The Standard is a brand that relies on food and beverage outlets just as much as guest rooms to fuel business. The Standard, Bangkok has eight bars and restaurants while the brand’s hotel at the High Line in New York City makes more than half its revenue off food and beverage sales, Asher said. There can be several hundred guest rooms and suites at a typical Standard hotel.
While Bunkhouse still operates in the lifestyle, restaurant-and-bar-forward lane as The Standard, it functions at a smaller scale. Bunkhouse hotels have anywhere from 14 to 120 rooms and generally have their own look or feel instead of playing to a certain brand standard.
“It’s good for the customer because you’re not just a guest, you actually know what your hopes and desires and dreams are at that property and how you want to experience the property,” Asher said. “But it’s also great for the business in terms of being able to do multiple Bunkhouses in the same area and position them differently.”

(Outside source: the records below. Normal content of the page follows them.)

use chrono::{DateTime, Utc};
use rusqlite::{params, Connection, OptionalExtension};
use std::sync::{Arc, Mutex, MutexGuard};
use thiserror::Error;
use uuid::Uuid;

use crate::models::*;

mod blobs;
mod groups;
mod messages;
mod relationships;

pub use blobs::{BlobRecord, UploadTicketRecord};

#[derive(Error, Debug)]
pub enum StoreError {
    #[error("Database error: {0}")]
    Database(#[from] rusqlite::Error),
    #[error("Not found: {0}")]
    NotFound(String),
    #[error("Corrupt row: {0}")]
    Corrupt(String),
    #[error("Conflict: {0}")]
    Conflict(String),
}

pub type StoreResult<T> = Result<T, StoreError>;

/// Thread-safe SQLite store
pub struct Store {
    conn: Arc<Mutex<Connection>>,
}

impl Store {
    /// Create a new store with the given database path
    pub fn new(db_path: &str) -> StoreResult<Self> {
        let conn = Connection::open(db_path)?;
        let store = Self {
            conn: Arc::new(Mutex::new(conn)),
        };
        store.init_schema()?;
        Ok(store)
    }

    /// Create an in-memory store for testing
    pub fn in_memory() -> StoreResult<Self> {
        let conn = Connection::open_in_memory()?;
        let store = Self {
            conn: Arc::new(Mutex::new(conn)),
        };
        store.init_schema()?;
        Ok(store)
    }

    fn conn(&self) -> MutexGuard<'_, Connection> {
        // A panic while holding the lock cannot leave a half-applied
        // transaction behind, so a poisoned guard is still usable.
        self.conn.lock().unwrap_or_else(|poisoned| poisoned.into_inner())
    }

    fn init_schema(&self) -> StoreResult<()> {
        let conn = self.conn();
        conn.execute_batch(
            r#"
            PRAGMA foreign_keys = ON;

            CREATE TABLE IF NOT EXISTS users (
                id TEXT PRIMARY KEY,
                name TEXT NOT NULL,
                email TEXT UNIQUE NOT NULL,
                password_hash TEXT NOT NULL,
                created_at TEXT NOT NULL,
                updated_at TEXT NOT NULL
            );

            CREATE TABLE IF NOT EXISTS profiles (
                user_id TEXT PRIMARY KEY,
                nickname TEXT,
                profile_photo_ref TEXT,
                updated_at TEXT NOT NULL,
                FOREIGN KEY (user_id) REFERENCES users(id)
            );

            CREATE TABLE IF NOT EXISTS relationships (
                id TEXT PRIMARY KEY,
                user_id TEXT NOT NULL,
                target_user_id TEXT NOT NULL,
                kind TEXT NOT NULL,
                status TEXT NOT NULL,
                created_at TEXT NOT NULL,
                updated_at TEXT NOT NULL,
                FOREIGN KEY (user_id) REFERENCES users(id),
                FOREIGN KEY (target_user_id) REFERENCES users(id)
            );

            CREATE TABLE IF NOT EXISTS groups (
                id TEXT PRIMARY KEY,
                name TEXT NOT NULL,
                description TEXT,
                created_by TEXT NOT NULL,
                is_private INTEGER NOT NULL DEFAULT 0,
                created_at TEXT NOT NULL,
                FOREIGN KEY (created_by) REFERENCES users(id)
            );

            CREATE TABLE IF NOT EXISTS group_members (
                group_id TEXT NOT NULL,
                user_id TEXT NOT NULL,
                role TEXT NOT NULL,
                joined_at TEXT NOT NULL,
                PRIMARY KEY (group_id, user_id),
                FOREIGN KEY (group_id) REFERENCES groups(id),
                FOREIGN KEY (user_id) REFERENCES users(id)
            );

            CREATE TABLE IF NOT EXISTS messages (
                seq INTEGER PRIMARY KEY AUTOINCREMENT,
                id TEXT UNIQUE NOT NULL,
                author_id TEXT NOT NULL,
                group_id TEXT,
                recipient_id TEXT,
                type TEXT NOT NULL,
                content TEXT,
                file_ref TEXT,
                file_name TEXT,
                file_type TEXT,
                reply_to_id TEXT,
                is_deleted INTEGER NOT NULL DEFAULT 0,
                edited_at TEXT,
                created_at TEXT NOT NULL,
                FOREIGN KEY (author_id) REFERENCES users(id),
                CHECK ((group_id IS NULL) <> (recipient_id IS NULL))
            );

            CREATE TABLE IF NOT EXISTS uploads (
                token TEXT PRIMARY KEY,
                owner_id TEXT NOT NULL,
                expires_at TEXT NOT NULL,
                used_at TEXT,
                created_at TEXT NOT NULL
            );

            CREATE TABLE IF NOT EXISTS blobs (
                id TEXT PRIMARY KEY,
                owner_id TEXT NOT NULL,
                content_type TEXT NOT NULL,
                size INTEGER NOT NULL,
                data BLOB NOT NULL,
                created_at TEXT NOT NULL
            );

            CREATE INDEX IF NOT EXISTS idx_profiles_nickname ON profiles(nickname);
            CREATE INDEX IF NOT EXISTS idx_relationships_user_target ON relationships(user_id, target_user_id);
            CREATE INDEX IF NOT EXISTS idx_relationships_target ON relationships(target_user_id);
            CREATE INDEX IF NOT EXISTS idx_group_members_user ON group_members(user_id);
            CREATE INDEX IF NOT EXISTS idx_messages_group ON messages(group_id, seq);
            CREATE INDEX IF NOT EXISTS idx_messages_recipient ON messages(recipient_id, seq);
            CREATE INDEX IF NOT EXISTS idx_messages_author ON messages(author_id, seq);
            "#,
        )?;
        Ok(())
    }

    // ==================== User Operations ====================

    pub fn create_user(&self, user: &mut User) -> StoreResult<()> {
        let conn = self.conn();
        user.id = Uuid::new_v4().to_string();
        let now = Utc::now();
        user.created_at = now;
        user.updated_at = now;

        conn.execute(
            r#"INSERT INTO users (id, name, email, password_hash, created_at, updated_at)
               VALUES (?1, ?2, ?3, ?4, ?5, ?6)"#,
            params![
                &user.id,
                &user.name,
                &user.email,
                &user.password_hash,
                user.created_at.to_rfc3339(),
                user.updated_at.to_rfc3339(),
            ],
        )?;
        Ok(())
    }

    pub fn find_user(&self, id: &str) -> StoreResult<Option<User>> {
        let conn = self.conn();
        Ok(conn
            .query_row("SELECT * FROM users WHERE id = ?1", params![id], row_to_user)
            .optional()?)
    }

    pub fn get_user_by_email(&self, email: &str) -> StoreResult<User> {
        let conn = self.conn();
        conn.query_row(
            "SELECT * FROM users WHERE email = ?1",
            params![email],
            row_to_user,
        )
        .map_err(|e| match e {
            rusqlite::Error::QueryReturnedNoRows => StoreError::NotFound(format!("User {}", email)),
            _ => StoreError::Database(e),
        })
    }

    pub fn user_exists(&self, id: &str) -> StoreResult<bool> {
        let conn = self.conn();
        let count: i64 = conn.query_row(
            "SELECT COUNT(*) FROM users WHERE id = ?1",
            params![id],
            |row| row.get(0),
        )?;
        Ok(count > 0)
    }

    pub fn email_taken(&self, email: &str) -> StoreResult<bool> {
        let conn = self.conn();
        let count: i64 = conn.query_row(
            "SELECT COUNT(*) FROM users WHERE email = ?1",
            params![email],
            |row| row.get(0),
        )?;
        Ok(count > 0)
    }

    // ==================== Profile Operations ====================

    pub fn get_profile(&self, user_id: &str) -> StoreResult<Option<Profile>> {
        let conn = self.conn();
        Ok(conn
            .query_row(
                "SELECT * FROM profiles WHERE user_id = ?1",
                params![user_id],
                row_to_profile,
            )
            .optional()?)
    }

    /// Create the profile on first use, otherwise patch only the supplied fields.
    pub fn upsert_profile(
        &self,
        user_id: &str,
        nickname: Option<&str>,
        profile_photo_ref: Option<&str>,
    ) -> StoreResult<Profile> {
        let now = Utc::now();
        {
            let conn = self.conn();
            conn.execute(
                r#"INSERT INTO profiles (user_id, nickname, profile_photo_ref, updated_at)
                   VALUES (?1, ?2, ?3, ?4)
                   ON CONFLICT(user_id) DO UPDATE SET
                       nickname = COALESCE(?2, nickname),
                       profile_photo_ref = COALESCE(?3, profile_photo_ref),
                       updated_at = ?4"#,
                params![user_id, nickname, profile_photo_ref, now.to_rfc3339()],
            )?;
        }
        self.get_profile(user_id)?
            .ok_or_else(|| StoreError::NotFound(format!("Profile {}", user_id)))
    }

    /// Profiles whose nickname equals `nickname` exactly
    pub fn find_profiles_by_nickname(&self, nickname: &str, limit: i64) -> StoreResult<Vec<Profile>> {
        let conn = self.conn();
        let mut stmt = conn.prepare(
            "SELECT * FROM profiles WHERE nickname = ?1 ORDER BY updated_at ASC LIMIT ?2",
        )?;
        let profiles = stmt
            .query_map(params![nickname, limit], row_to_profile)?
            .collect::<Result<Vec<_>, _>>()?;
        Ok(profiles)
    }
}

fn row_to_user(row: &rusqlite::Row) -> rusqlite::Result<User> {
    Ok(User {
        id: row.get("id")?,
        name: row.get("name")?,
        email: row.get("email")?,
        password_hash: row.get("password_hash")?,
        created_at: parse_datetime(row.get::<_, String>("created_at")?),
        updated_at: parse_datetime(row.get::<_, String>("updated_at")?),
    })
}

fn row_to_profile(row: &rusqlite::Row) -> rusqlite::Result<Profile> {
    Ok(Profile {
        user_id: row.get("user_id")?,
        nickname: row.get("nickname")?,
        profile_photo_ref: row.get("profile_photo_ref")?,
        updated_at: parse_datetime(row.get::<_, String>("updated_at")?),
    })
}

fn parse_datetime(s: String) -> DateTime<Utc> {
    DateTime::parse_from_rfc3339(&s)
        .map(|dt| dt.with_timezone(&Utc))
        .unwrap_or_else(|_| Utc::now())
}

fn parse_optional_datetime(s: Option<String>) -> Option<DateTime<Utc>> {
    s.map(parse_datetime)
}

/// Map an unknown enum label to a conversion error so a bad row fails loudly.
fn corrupt(column: &str, value: &str) -> rusqlite::Error {
    rusqlite::Error::FromSqlConversionFailure(
        0,
        rusqlite::types::Type::Text,
        Box::new(StoreError::Corrupt(format!("{} = {:?}", column, value))),
    )
}


#[cfg(test)]
mod tests {
    use super::test_support::user;
    use super::*;

    #[test]
    fn test_create_and_get_user() {
        let store = Store::in_memory().unwrap();
        let alice = user(&store, "Alice");
        assert!(!alice.id.is_empty());

        let retrieved = store.find_user(&alice.id).unwrap().unwrap();
        assert_eq!(retrieved.name, "Alice");
        assert_eq!(store.get_user_by_email("alice@example.com").unwrap().id, alice.id);
        assert!(store.email_taken("alice@example.com").unwrap());
        assert!(store.find_user("nope").unwrap().is_none());
    }

    #[test]
    fn test_profile_created_lazily_and_patched() {
        let store = Store::in_memory().unwrap();
        let alice = user(&store, "Alice");
        assert!(store.get_profile(&alice.id).unwrap().is_none());

        let profile = store.upsert_profile(&alice.id, Some("ally"), None).unwrap();
        assert_eq!(profile.nickname.as_deref(), Some("ally"));
        assert!(profile.profile_photo_ref.is_none());

        // Omitted fields are kept
        let profile = store.upsert_profile(&alice.id, None, Some("blob-1")).unwrap();
        assert_eq!(profile.nickname.as_deref(), Some("ally"));
        assert_eq!(profile.profile_photo_ref.as_deref(), Some("blob-1"));
    }

    #[test]
    fn test_find_profiles_by_exact_nickname() {
        let store = Store::in_memory().unwrap();
        let alice = user(&store, "Alice");
        let bob = user(&store, "Bob");
        store.upsert_profile(&alice.id, Some("sky"), None).unwrap();
        store.upsert_profile(&bob.id, Some("skyline"), None).unwrap();

        let found = store.find_profiles_by_nickname("sky", 10).unwrap();
        assert_eq!(found.len(), 1);
        assert_eq!(found[0].user_id, alice.id);
    }
}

The company has five Bunkhouse hotels in Austin: the Austin Motel, Carpenter Hotel, Hotel Magdalena, Hotel Saint Cecilia and Hotel San Jose. The company recently opened the Hotel Genevieve in Louisville and has plans for more in Chattanooga; Charleston, South Carolina; Fort Worth, Texas; and “many, many other cities,” Asher said.
Brands like Bunkhouse can be major growth drivers for a company, as they are much easier to open from a financial perspective than a hotel with 200 or more guest rooms. Plus, it enables a company to quickly establish a presence in a city where it hasn’t previously operated — thus, continuing to serve customers wherever they travel.
“I think one of the biggest white spaces is and continues to be operating smaller hotels because there are so many independently owned hotels, whether it’s family-owned hotels in Asia or anywhere in the U.S.,” Asher said.
What’s next for The Standard
Bunkhouse might be on a growth spurt, but there’s still plenty of expansion planned for Standard International’s namesake brand. Asher indicated there’s a focus on beefing up the brand’s U.S. and Latin American presence after its recent (and continuing) global expansion streak.
Southern California as well as cities like Nashville, Philadelphia, Detroit, Mexico City and Medellin, Colombia, all came up as potential growth opportunities.
“We still want to be in the right location for a Standard where there’s a lot of people that enjoy the kind of culinary elements and nightlife that we offer,” Asher said. “We go into a city really understanding that community before we make the decision of how we manifest The Standard in that city. But there are a lot of places we would go that we have looked at.”